I retreated to silence again. Emerald was supposed to be a strategic genius, but little of that had shown so far, and this arrangement seemed nonsensical. Why allow ourselves to be pinned on a planetoid? It was like a position in the game of checkers, with one king pinning the enemy's king to the edge of the board; the pinned king was indeed impregnable in its bastion, but it could not escape it. It was better to be in the center of the board with free movement; this was elementary.

But I had not paid proper attention to the strategy discussion and did not want to ask too many ignorant questions. The rest of the staff seemed high on this plan, so there had to be something to it. I was, in effect, a casualty of the pirate's daughter Roulette; I had been distracted by foolish thoughts of her when I should have been paying individual, undivided attention to the staff meeting. If I had been planning strategy myself, my fleet would be in a bad situation now, and it did not please me to realize that the cunning pirate Straight had probably planned it exactly that way. Damn that divinely shaped girl! And damn me for being distracted by that shape. I had been too long between wives.

Now the pirate half-fleet swerved at low velocity, coming around behind our fleet. Good God, we were already giving them the advantage of position! The cruisers could fire in any direction, but the drones were far more limited. The drones were now taking off in clusters, angling out from the carrier, and the superior force of drones from the larger pirate carrier was starting in pursuit. What did Emerald think she was doing?

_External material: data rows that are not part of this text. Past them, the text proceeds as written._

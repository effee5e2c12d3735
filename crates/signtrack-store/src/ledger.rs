//! The job ledger: videos, jobs, and quality issues in SQLite.
//!
//! Every mutating operation runs inside a transaction that commits on
//! success and rolls back on any error, so a crash mid-update leaves the
//! prior committed state. Job status transitions follow the state machine
//! in `signtrack_models::JobStatus`; moving a terminal job is an error.

use std::collections::HashMap;
use std::path::Path;

use chrono::{DateTime, Utc};
use sqlx::sqlite::{Sqlite, SqliteConnectOptions, SqlitePoolOptions};
use sqlx::{FromRow, QueryBuilder, SqlitePool, Transaction};
use tracing::info;

use signtrack_models::{
    IssueId, Job, JobId, JobOutcome, JobStatus, NewVideo, QualityIssue, ScoredIssue, Video, VideoId,
};

use crate::error::{StoreError, StoreResult};

/// Embedded schema, applied idempotently by [`Ledger::init_schema`].
///
/// `videos.filename` is deliberately not UNIQUE; uniqueness is provided by
/// the atomic lookup-or-insert in [`Ledger::ensure_video_and_create_job`].
const SCHEMA: &str = r#"
CREATE TABLE IF NOT EXISTS videos (
    id TEXT PRIMARY KEY,
    label TEXT NOT NULL,
    filename TEXT NOT NULL,
    local_path TEXT NOT NULL,
    remote_url TEXT,
    content_hash TEXT
);

CREATE INDEX IF NOT EXISTS idx_videos_filename ON videos(filename);
CREATE INDEX IF NOT EXISTS idx_videos_label ON videos(label);

CREATE TABLE IF NOT EXISTS jobs (
    id TEXT PRIMARY KEY,
    video_id TEXT NOT NULL REFERENCES videos(id),
    status TEXT NOT NULL DEFAULT 'queued',
    started_at TEXT,
    finished_at TEXT,
    error TEXT,
    quality_score REAL,
    frame_count INTEGER,
    provider_name TEXT,
    output_format TEXT
);

CREATE INDEX IF NOT EXISTS idx_jobs_status ON jobs(status);
CREATE INDEX IF NOT EXISTS idx_jobs_video ON jobs(video_id);

CREATE TABLE IF NOT EXISTS quality_issues (
    id TEXT PRIMARY KEY,
    job_id TEXT NOT NULL REFERENCES jobs(id),
    issue_type TEXT NOT NULL,
    severity TEXT NOT NULL,
    frame_start INTEGER,
    frame_end INTEGER,
    details TEXT
);

CREATE INDEX IF NOT EXISTS idx_quality_issues_job ON quality_issues(job_id);
"#;

/// Column list for `jobs` queries.
const JOB_COLUMNS: &str = "id, video_id, status, started_at, finished_at, error, \
     quality_score, frame_count, provider_name, output_format";

/// The persistent job ledger.
#[derive(Clone)]
pub struct Ledger {
    pool: SqlitePool,
}

/// Filters for [`Ledger::list_jobs`].
#[derive(Debug, Clone, Default)]
pub struct JobFilter {
    /// Only jobs in this status
    pub status: Option<JobStatus>,
    /// Case-sensitive prefix match on the video label
    pub label_prefix: Option<String>,
    /// Minimum quality score; jobs without a score always pass
    pub min_quality: Option<f64>,
    /// Result count limit
    pub limit: Option<u32>,
}

impl JobFilter {
    /// Filter for queued jobs, the default batch input.
    pub fn queued() -> Self {
        Self {
            status: Some(JobStatus::Queued),
            ..Self::default()
        }
    }
}

/// A job row joined with its video's identifying fields.
#[derive(Debug, Clone, PartialEq)]
pub struct JobListing {
    pub job: Job,
    pub label: String,
    pub filename: String,
    pub local_path: String,
}

/// Result of the atomic "ensure video, then create job" operation.
#[derive(Debug, Clone)]
pub struct EnsuredJob {
    pub video: Video,
    pub job: Job,
    /// Whether the video row was inserted by this call
    pub video_created: bool,
}

/// Aggregates over the ledger for reporting.
#[derive(Debug, Clone, Default)]
pub struct LedgerStats {
    pub by_status: HashMap<JobStatus, i64>,
    pub quality: QualityStats,
    pub total_videos: i64,
}

/// Quality score distribution over scored jobs.
#[derive(Debug, Clone, Copy, Default)]
pub struct QualityStats {
    pub avg: Option<f64>,
    pub min: Option<f64>,
    pub max: Option<f64>,
}

#[derive(FromRow)]
struct VideoRow {
    id: String,
    label: String,
    filename: String,
    local_path: String,
    remote_url: Option<String>,
    content_hash: Option<String>,
}

impl From<VideoRow> for Video {
    fn from(row: VideoRow) -> Self {
        Video {
            id: VideoId::from_string(row.id),
            label: row.label,
            filename: row.filename,
            local_path: row.local_path,
            remote_url: row.remote_url,
            content_hash: row.content_hash,
        }
    }
}

#[derive(FromRow)]
struct JobRow {
    id: String,
    video_id: String,
    status: String,
    started_at: Option<DateTime<Utc>>,
    finished_at: Option<DateTime<Utc>>,
    error: Option<String>,
    quality_score: Option<f64>,
    frame_count: Option<i64>,
    provider_name: Option<String>,
    output_format: Option<String>,
}

impl TryFrom<JobRow> for Job {
    type Error = StoreError;

    fn try_from(row: JobRow) -> Result<Self, Self::Error> {
        let status = row
            .status
            .parse::<JobStatus>()
            .map_err(|e| StoreError::corrupt_row(e.to_string()))?;
        Ok(Job {
            id: JobId::from_string(row.id),
            video_id: VideoId::from_string(row.video_id),
            status,
            started_at: row.started_at,
            finished_at: row.finished_at,
            error: row.error,
            quality_score: row.quality_score,
            frame_count: row.frame_count.map(|n| n as u32),
            provider_name: row.provider_name,
            output_format: row.output_format,
        })
    }
}

#[derive(FromRow)]
struct JobListingRow {
    #[sqlx(flatten)]
    job: JobRow,
    label: String,
    filename: String,
    local_path: String,
}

The essence of the problem was this: Drones and small ships, destroyers included, had to fire forward, for their drive jets were in the rear, and their stabilizing spin prevented side firing. So in order to fire at a craft coming up from behind, a drone had to cut its acceleration, damp its spin, rotate in place, point backward, resume its stabilizing spin, resume its acceleration, and fire. The process required several minutes, and, of course, it made the ship a sitting duck for that period. That had been our problem in the Discovered Check, during the last battle. Our drones, double loaded, would be clumsier, and take longer to turn. So they would have to flee instead, and once they were well away from the rest of the fleet, the enemy drones could perform their own turning maneuver and orient directly on our fleet.

This, too, about drones: They were remote controlled. They were expendable. So they could be sent charging in to swamp a ship's defenses. Half of them might be shot down, but if just one of them scored on a cruiser, the pirates would be ahead, for a hundred drones were not worth more than one cruiser. The cruiser was crewed with living, trained people, while the drones were merely machines, operated by trained personnel in the carrier, one to a drone. To the operator, it was like being aboard the drone; his control was immediate, but when the drone was destroyed, the operator survived. Thus drones were very popular battle instruments, but they used a lot of fuel and required a lot of upkeep, so the Navy used them sparingly. Carriers were vulnerable when their drones were lost, so had to have strong escort fleets. And if a carrier was taken out, all its drones went dead in space. One lucky shot could completely reverse the progress of a battle. So the fact was, the age of carriers was passing as planet-sited missiles became more sophisticated; the Navy just didn't feel it expedient to recognize that yet. The old order of "carrier admirals" remained in power but perhaps not for much longer.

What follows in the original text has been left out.